The second AI4People’s Forum Meeting 2019 took place on July 10th in Brussels and was presented the initial draft and closing the 1st phase of the drafting of the “Report on Good AI Governance: Principles, Priorities, and Models of Smart Coordination”. Members of the AI4People’s Forum, of the European Parliament and European Commission discussed the Report and gived their contribute for the further phase of drafting.
Following the AI4People’s Ethical Framework for a Good AI Society: Opportunities, Risks, Principles, and Recommendations, the activities in 2019 focused on the “Governance of AI”. The Recommendations of this document and its 20 Action Points (AP) are the starting point upon which the 2019 activities will be built on; most of the issues on how to assess, to develop and to support a Good AI Society entail complex matters of governance.
Accordingly, the first draft of new AI4People’s Report on Good AI Governance will be divided into three parts.
Part one will focus the principles of AI. These principles were first illustrated in our 2018 paper and have since been adopted – also but not only – by the AI HLEG’s Ethics Guidelines for Trustworthy AI from April 2019. In stressing the link between our 2018 and 2019 work in the background section of this document, the aim is to highlight a substantial convergence on some ethical issues of AI and their corresponding guidelines, much as a substantial part of today’s law that is already applicable to AI, e.g.,tortious liability of all EU Member States.

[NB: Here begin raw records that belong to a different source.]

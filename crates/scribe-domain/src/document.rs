//! Document module - a governed engineering document after parsing

use crate::DocType;
use std::collections::BTreeMap;

/// A single governed document after parsing from its source markup
///
/// Documents are immutable once constructed. Parsing from raw markup is the
/// job of an external collaborator; this type is the structured record that
/// the indexing pipeline consumes.
#[derive(Debug, Clone, PartialEq)]
pub struct Document {
    /// Type-prefixed identifier, e.g. `ADR-004` or `PM-2024-09`
    pub doc_id: String,

    /// Member of the closed document-type enumeration
    pub doc_type: DocType,

    /// Full title line text
    pub title: String,

    /// Parsed key/value metadata block (status, system, owner team,
    /// last-updated date, severity, ...)
    pub meta: BTreeMap<String, String>,

    /// Content after title and metadata
    pub body: String,

    /// File location for traceability
    pub source_path: String,
}

impl Document {
    /// Create a new document record
    pub fn new(
        doc_id: impl Into<String>,
        doc_type: DocType,
        title: impl Into<String>,
        meta: BTreeMap<String, String>,
        body: impl Into<String>,
        source_path: impl Into<String>,
    ) -> Self {
        Self {
            doc_id: doc_id.into(),
            doc_type,
            title: title.into(),
            meta,
            body: body.into(),
            source_path: source_path.into(),
        }
    }
}
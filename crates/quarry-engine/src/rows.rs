//! Row lifecycle after mutating actions.
//!
//! After a record is verified, rejected or deleted the backend keeps
//! returning it until its index catches up. Removed rows are therefore
//! hidden locally. When the page runs low, the sources are refreshed with a
//! one-off exclusion of the removed ids so the page fills up again without
//! them.

use futures::future::join_all;
use quarry_core::FilterClause;
use std::sync::Arc;

use crate::consumer::{GridConsumer, RowRemoval};
use crate::source::{DataSource, PopulateOutcome, Prepared};

/// Fraction of the page size below which removal triggers a refresh.
pub const REFRESH_THRESHOLD: f64 = 0.75;

/// What happened to the grid after removing rows.
#[derive(Debug, Clone, PartialEq)]
pub enum RemovalOutcome {
    /// No row was selected or checked.
    NothingRemoved,
    /// Rows were hidden and the replacement selected in place.
    Hidden(RowRemoval),
    /// The sources were repopulated without the removed rows.
    Refreshed {
        removal: RowRemoval,
        outcomes: Vec<PopulateOutcome>,
    },
}

/// Whether `remaining` rows are too few for a page of `size`.
pub fn needs_refresh(remaining: usize, size: u32) -> bool {
    (remaining as f64) < f64::from(size) * REFRESH_THRESHOLD
}

/// Remove the grid's selected (or checked) rows and move the selection on.
///
/// `sources` are the data sources feeding the grid. Each is measured against
/// its own page size: sources left short are refreshed, the others keep the
/// rows already shown.
pub async fn hide_rows_and_move_next(
    grid: &GridConsumer,
    sources: &[Arc<DataSource>],
) -> RemovalOutcome {
    let removal = grid.remove_selected_rows();
    if removal.removed.is_empty() {
        return RemovalOutcome::NothingRemoved;
    }

    let remaining = grid.row_count();
    let (short, full): (Vec<_>, Vec<_>) = sources
        .iter()
        .partition(|source| needs_refresh(remaining, source.size()));

    if !full.is_empty() || short.is_empty() {
        grid.show_remaining();
        if let Some(id) = &removal.replacement {
            grid.select_row(id);
        }
        tracing::debug!(
            "Grid '{}': hid {} row(s), {} left",
            grid.config().id,
            removal.removed.len(),
            remaining
        );
    }
    if short.is_empty() {
        return RemovalOutcome::Hidden(removal);
    }

    tracing::debug!(
        "Grid '{}': {} row(s) left, refreshing {} source(s) without {:?}",
        grid.config().id,
        remaining,
        short.len(),
        removal.removed
    );
    grid.select_on_next_load(removal.replacement.iter().cloned().collect());

    // Every request is built while the exclusion is in place; it is gone
    // again before any of them is sent.
    let exclusion = FilterClause::exclude_ids(&removal.removed);
    let mut pending = Vec::new();
    for source in short {
        match source.with_temporary_clause(&exclusion, |s| s.prepare(true)) {
            Prepared::Dispatch(request) => pending.push((source.clone(), request)),
            Prepared::Skipped(reason) => {
                tracing::debug!("Source '{}': refresh skipped ({:?})", source.id(), reason)
            }
        }
    }

    let outcomes = join_all(
        pending
            .into_iter()
            .map(|(source, request)| async move { source.dispatch(request).await }),
    )
    .await;

    RemovalOutcome::Refreshed { removal, outcomes }
}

The second part of the document will focus on the priorities of today’s AI governance. The ethical principles and recommendations of our 2018 paper are prioritized according to that which can be deemed as good, right, or lawful, and moreover, that which can be done now; (whereas a second kind of priority concerns that which we reasonably think is good, but which will take time to implement).The document thus proposes three different types of priority. These regard (i) forms of engagement; (ii) no-regrets actions; and (iii) coordination mechanisms.
Part three of the document will focus on models of AI governance and corresponding forms of legal regulation. The complexity of today’s legal and moral issues on AI regulation recommends specific forms of governance that are neither bottom-up, nor top-down. In the EU legal framework, this middle-out layer of governance –i.e. between the top-down and bottom-up approaches– is mostly associated with forms of co-regulation, as defined by Recital 44 of the 2010 AVMS Directive and Article 5(2) of the GDPR. The document intends to show why neither co-regulative models of AI governance nor forms of self-regulation nor its variants, e.g., “monitored self-regulation”, are good enough to tackle the normative challenges of AI. Rather, the bar is set between models of self-regulation and co-regulation, since the approach considers both the existence and limits of current regulatory frameworks, as examined above with the principles of AI.